WHY DIFFERENTIATE FH?
FH IS UNDERDIAGNOSED, UNDERTREATED AND LIFE-THREATENING
According to the Consensus Statement published by the European Atherosclerosis Society, more than 90% (and maybe as high as 99%) of individuals with FH in the US have not been properly diagnosed due to gaps in screening, recognition and classification of FH.
- If not identified and aggressively treated from an early age, individuals with FH have a 20-fold increased life time risk of heart disease compared to the general population.
- However, with optimal treatment an affected individual’s lifetime risk of cardiovascular disease approaches the risk in the general population.
FH IS ONE OF THE MOST COMMON GENETIC METABOLIC DISORDERS
FH has the prevalence of 1 in 200 to 1 in 250 individuals worldwide
FH is an autosomal dominant genetic condition caused by mutations in the low-density lipoprotein receptor (LDLR) gene, and less commonly, by mutations in the apolipoprotein B (apoB) or the proprotein convertase subtilisin/kexin (PCSK9) genes,all of which Inhibit LDL-C metabolism.

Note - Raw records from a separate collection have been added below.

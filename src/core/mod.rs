//! Core domain types for the price pipeline

pub mod config;
pub mod error;
pub mod log;
pub mod quote;
pub mod source;

// Re-export main types for cleaner imports
pub use error::{AllSourcesExhausted, FetchError, NormalizeError};
pub use quote::{PriceMap, currency_symbol, format_price};
pub use source::{PriceSource, SchemaKind};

LDL-C is elevated from birth on and often leads to premature coronary heart disease resulting in early myocardial infarctions (MIs), in some cases as early as childhood in individuals with HoFH and second to sixth decade of life in individuals with HeFH. Individuals with FH have a significantly higher risk of developing CHD than unaffected individuals due to the lifetime exposure to elevated LDL-C.
The burden of LDL-C is significantly lower in individuals with early high-dose statin initiation
Recent data have confirmed earlier studies indication that FH accounts for roughly 13.000 MIs In the US per year. Initial insights from the Family Heart Foundation’s CASCADE FH® Registry suggest that over 25% of FH patients in the registry have heart disease by the time they are diagnosed and the age of diagnosis remains too late for most. In addition a majority of the patients in the registry require more than one medication to lower cholesterol.